Step 2: Calculate the Reduction
Next, we must calculate 8% of the original price (i.e., £15400). In mathematics, ‘of’ usually indicates multiplication.
To convert a percentage to a decimal, we divide by 100. Therefore, 8% becomes 0.08.
So, to calculate 8% of £15400, we multiply £15400 by 0.08:
£15400 * 0.08 = £1232
So, £1232 is the amount by which the price of the car will be reduced.
Concept Used: Multiplication and Percentage Conversion
Multiplication is a basic arithmetic operation. Percentage conversion involves changing a percentage to a decimal, which is done by dividing by 100.

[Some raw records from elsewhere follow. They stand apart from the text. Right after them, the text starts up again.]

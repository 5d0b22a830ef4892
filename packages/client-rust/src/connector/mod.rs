//! Transport abstraction.
//!
//! A connector performs exactly one network exchange per call. It is a
//! `tower::Service` whose future resolves once, so a completion can never be
//! delivered twice or skipped:
//!
//! - [`http`]: JSON over HTTP POST; interpretation of the body is left to the operation
//! - [`soap`]: SOAP over HTTP POST; decodes the envelope before completing
//! - [`canned`]: fixed responses for tests and offline runs
//! - [`middleware`]: timeout and tracing layers, plus the default pipeline

use std::sync::Arc;

use datasource_core::{Credentials, DataSourceKey, TransportFault};
use tower::util::BoxCloneService;

pub mod canned;
pub mod http;
pub mod middleware;
pub mod progress;
pub mod soap;

pub use canned::CannedConnector;
pub use http::HttpConnector;
pub use middleware::{
    build_connector, build_soap_connector, layer_connector, InvocationTraceLayer, TimeoutLayer,
};
pub use progress::ProgressReporter;
pub use soap::{SoapConnector, SoapResponse};

// ---------------------------------------------------------------------------
// Request / response
// ---------------------------------------------------------------------------

/// Everything one exchange needs. Built fresh for every invocation.
#[derive(Debug, Clone)]
pub struct ConnectorRequest {
    pub key: DataSourceKey,
    /// Fully resolved target URL.
    pub url: String,
    pub credentials: Arc<Credentials>,
    pub body: String,
    pub progress: ProgressReporter,
}

/// Status and body of a completed exchange, whatever the status.
#[derive(Debug, Clone, PartialEq, Eq)]
pub struct RawResponse {
    pub status: u16,
    pub body: String,
}

impl RawResponse {
    #[must_use]
    pub fn new(status: u16, body: impl Into<String>) -> Self {
        Self {
            status,
            body: body.into(),
        }
    }

    #[must_use]
    pub fn is_success(&self) -> bool {
        self.status == 200
    }
}

/// Type-erased JSON connector. Cloned once per invocation.
pub type BoxConnector = BoxCloneService<ConnectorRequest, RawResponse, TransportFault>;

/// Type-erased SOAP connector.
pub type BoxSoapConnector = BoxCloneService<ConnectorRequest, SoapResponse, TransportFault>;
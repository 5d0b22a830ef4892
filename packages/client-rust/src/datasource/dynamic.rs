//! Operations described at runtime rather than by a compiled shape.

use std::collections::BTreeMap;

use datasource_core::wire::json::{OutputDecoder, RowDecoder};
use datasource_core::{DataSourceKey, GenericRow, ParseFault, RowReader, Value};
use serde_json::{Map, Value as Json};

use super::Shape;

/// Any data source key, with inputs as a name/value map.
///
/// Outputs and rows come back as [`GenericRow`]s in wire order. Inputs are
/// serialized in name order.
#[derive(Debug, Clone, Copy, PartialEq, Eq)]
pub struct DynamicShape {
    key: DataSourceKey,
}

impl DynamicShape {
    #[must_use]
    pub fn new(key: impl Into<DataSourceKey>) -> Self {
        Self { key: key.into() }
    }
}

impl Shape for DynamicShape {
    type Inputs = BTreeMap<String, Value>;
    type Output = GenericRow;
    type Row = GenericRow;

    fn key(&self) -> DataSourceKey {
        self.key
    }

    fn output_decoder() -> Option<OutputDecoder<GenericRow>> {
        Some(decode_outputs)
    }

    fn row_decoder() -> Option<RowDecoder<GenericRow>> {
        Some(decode_row)
    }
}

#[allow(clippy::unnecessary_wraps)]
fn decode_outputs(outputs: &Map<String, Json>) -> Result<GenericRow, ParseFault> {
    Ok(GenericRow::from_reader(RowReader::Named(outputs)))
}

#[allow(clippy::unnecessary_wraps)]
fn decode_row(reader: RowReader<'_>) -> Result<Option<GenericRow>, ParseFault> {
    if reader.is_empty() {
        return Ok(None);
    }
    Ok(Some(GenericRow::from_reader(reader)))
}
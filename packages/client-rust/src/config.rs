//! Client configuration and endpoint resolution.

use std::sync::LazyLock;
use std::time::Duration;

use datasource_core::{DataSourceKey, Environment, WireFormat};
use regex::Regex;

/// A server name becomes a DNS label of the endpoint host.
static SERVER_NAME: LazyLock<Regex> = LazyLock::new(|| {
    Regex::new(r"^[A-Za-z0-9](?:[A-Za-z0-9-]{0,61}[A-Za-z0-9])?$")
        .expect("server name pattern compiles")
});

const SERVER_PLACEHOLDER: &str = "{server}";
const KEY_PLACEHOLDER: &str = "{key}";

/// Everything needed to turn an operation key into a request target.
///
/// Resolution is a pure function of this struct plus the key; nothing is
/// read from process-wide state.
#[derive(Debug, Clone)]
pub struct ClientConfig {
    /// Customer subdomain, e.g. `acme` in `acme.plex.com`.
    pub server_name: String,
    pub environment: Environment,
    pub wire_format: WireFormat,
    /// Upper bound on one invocation. `None` disables the timeout layer.
    pub request_timeout: Option<Duration>,
    /// JSON endpoint, with `{server}` and `{key}` placeholders.
    pub production_url_template: String,
    pub test_url_template: String,
    /// Legacy web-service endpoints. These do not vary by server name.
    pub soap_production_url: String,
    pub soap_test_url: String,
    pub user_agent: String,
}

impl Default for ClientConfig {
    fn default() -> Self {
        Self {
            server_name: String::new(),
            environment: Environment::Production,
            wire_format: WireFormat::Named,
            request_timeout: Some(Duration::from_secs(30)),
            production_url_template: "https://{server}.plex.com/api/datasources/{key}/execute"
                .to_string(),
            test_url_template: "https://test.{server}.plex.com/api/datasources/{key}/execute"
                .to_string(),
            soap_production_url: "https://mercury.plexonline.com/DataSource/Service.asmx"
                .to_string(),
            soap_test_url: "https://hermes.plexonline.com/DataSource/Service.asmx".to_string(),
            user_agent: "Mozilla/5.0".to_string(),
        }
    }
}

/// Rejected configuration.
#[derive(Debug, Clone, PartialEq, Eq, thiserror::Error)]
pub enum ConfigError {
    #[error("invalid server name {0:?}: expected a DNS label")]
    InvalidServerName(String),
    #[error("url template {0:?} has no {{key}} placeholder")]
    MissingKeyPlaceholder(String),
}

impl ClientConfig {
    #[must_use]
    pub fn new(server_name: impl Into<String>) -> Self {
        Self {
            server_name: server_name.into(),
            ..Self::default()
        }
    }

    /// # Errors
    ///
    /// Returns `ConfigError` if the server name is not DNS-label safe or an
    /// endpoint template cannot carry the operation key.
    pub fn validate(&self) -> Result<(), ConfigError> {
        let uses_server = self.production_url_template.contains(SERVER_PLACEHOLDER)
            || self.test_url_template.contains(SERVER_PLACEHOLDER);
        if uses_server && !SERVER_NAME.is_match(&self.server_name) {
            return Err(ConfigError::InvalidServerName(self.server_name.clone()));
        }
        for template in [&self.production_url_template, &self.test_url_template] {
            if !template.contains(KEY_PLACEHOLDER) {
                return Err(ConfigError::MissingKeyPlaceholder(template.clone()));
            }
        }
        Ok(())
    }

    /// JSON endpoint for one operation.
    #[must_use]
    pub fn endpoint(&self, key: DataSourceKey) -> String {
        let template = if self.environment.is_test() {
            &self.test_url_template
        } else {
            &self.production_url_template
        };
        let mut url = template
            .replace(SERVER_PLACEHOLDER, &self.server_name)
            .replace(KEY_PLACEHOLDER, &key.to_string());
        if let Some(query) = self.wire_format.query() {
            url.push(if url.contains('?') { '&' } else { '?' });
            url.push_str(query);
        }
        url
    }

    /// Web-service endpoint for the configured environment.
    #[must_use]
    pub fn soap_endpoint(&self) -> &str {
        if self.environment.is_test() {
            &self.soap_test_url
        } else {
            &self.soap_production_url
        }
    }

    /// Point both JSON templates at a single base URL, keeping the path.
    /// Used to aim the client at a local or proxied server.
    #[must_use]
    pub fn with_base_url(mut self, base: &str) -> Self {
        let base = base.trim_end_matches('/');
        let template = format!("{base}/api/datasources/{KEY_PLACEHOLDER}/execute");
        self.production_url_template.clone_from(&template);
        self.test_url_template = template;
        self
    }
}

#[cfg(test)]
mod tests {
    use super::*;

    #[test]
    fn client_config_defaults() {
        let config = ClientConfig::default();
        assert_eq!(config.environment, Environment::Production);
        assert_eq!(config.wire_format, WireFormat::Named);
        assert_eq!(config.request_timeout, Some(Duration::from_secs(30)));
        assert_eq!(config.user_agent, "Mozilla/5.0");
    }

    #[test]
    fn production_named_endpoint() {
        let config = ClientConfig::new("acme");
        assert_eq!(
            config.endpoint(DataSourceKey(6455)),
            "https://acme.plex.com/api/datasources/6455/execute"
        );
    }

    #[test]
    fn test_tabular_endpoint() {
        let config = ClientConfig {
            environment: Environment::Test,
            wire_format: WireFormat::Tabular,
            ..ClientConfig::new("acme")
        };
        assert_eq!(
            config.endpoint(DataSourceKey(17218)),
            "https://test.acme.plex.com/api/datasources/17218/execute?format=2"
        );
    }

    #[test]
    fn endpoint_is_deterministic() {
        let config = ClientConfig::new("acme");
        assert_eq!(config.endpoint(DataSourceKey(721)), config.endpoint(DataSourceKey(721)));
    }

    #[test]
    fn soap_endpoint_follows_environment() {
        let mut config = ClientConfig::new("acme");
        assert!(config.soap_endpoint().starts_with("https://mercury."));
        config.environment = Environment::Test;
        assert!(config.soap_endpoint().starts_with("https://hermes."));
    }

    #[test]
    fn validate_rejects_bad_server_names() {
        assert!(ClientConfig::new("acme-01").validate().is_ok());
        for bad in ["", "-acme", "acme.evil.com", "a/b", "acme-"] {
            assert_eq!(
                ClientConfig::new(bad).validate(),
                Err(ConfigError::InvalidServerName(bad.to_string())),
                "{bad}"
            );
        }
    }

    #[test]
    fn base_url_override_ignores_server_name() {
        let config = ClientConfig::default().with_base_url("http://127.0.0.1:8080/");
        assert!(config.validate().is_ok());
        assert_eq!(
            config.endpoint(DataSourceKey(1791)),
            "http://127.0.0.1:8080/api/datasources/1791/execute"
        );
    }

    proptest::proptest! {
        #[test]
        fn valid_names_resolve_to_their_own_host(
            server in "[a-z0-9]([a-z0-9-]{0,20}[a-z0-9])?",
            key in 1u32..1_000_000,
        ) {
            let config = ClientConfig::new(server.clone());
            proptest::prop_assert!(config.validate().is_ok());
            let url = config.endpoint(DataSourceKey(key));
            let expected_prefix = format!("https://{server}.plex.com/");
            let expected_suffix = format!("/{key}/execute");
            proptest::prop_assert!(url.starts_with(&expected_prefix));
            proptest::prop_assert!(url.ends_with(&expected_suffix));
        }
    }
}
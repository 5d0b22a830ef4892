//! Data source client: configuration, connectors, the operation pipeline and
//! the catalogue of concrete operations.

pub mod config;
pub mod connector;
pub mod datasource;
pub mod logging;
pub mod operations;
pub mod soap;

pub use config::{ClientConfig, ConfigError};
pub use connector::{
    build_connector, build_soap_connector, layer_connector, BoxConnector, BoxSoapConnector,
};
pub use datasource::{
    DataSource, DataSourceCallback, DynamicShape, ExecuteError, Invocation, Shape,
};
pub use soap::WebServiceCall;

Step 3: Subtract the Reduction from the Original Price
Finally, we subtract the amount of the reduction (£1232) from the original price (£15400) to find the new price:
£15400 – £1232 = £14168
So, after an 8% reduction, the car would cost £14168.
Concept Used: Subtraction
Subtraction is another basic arithmetic operation used to find the difference between two numbers. In this case, we use subtraction to determine the new price after applying the reduction.
Conclusion for A price of a car is £15400 before it is reduced by 8%
A price of a car is £15400 before it is reduced by 8% So, after an 8% reduction, the car would cost £14168.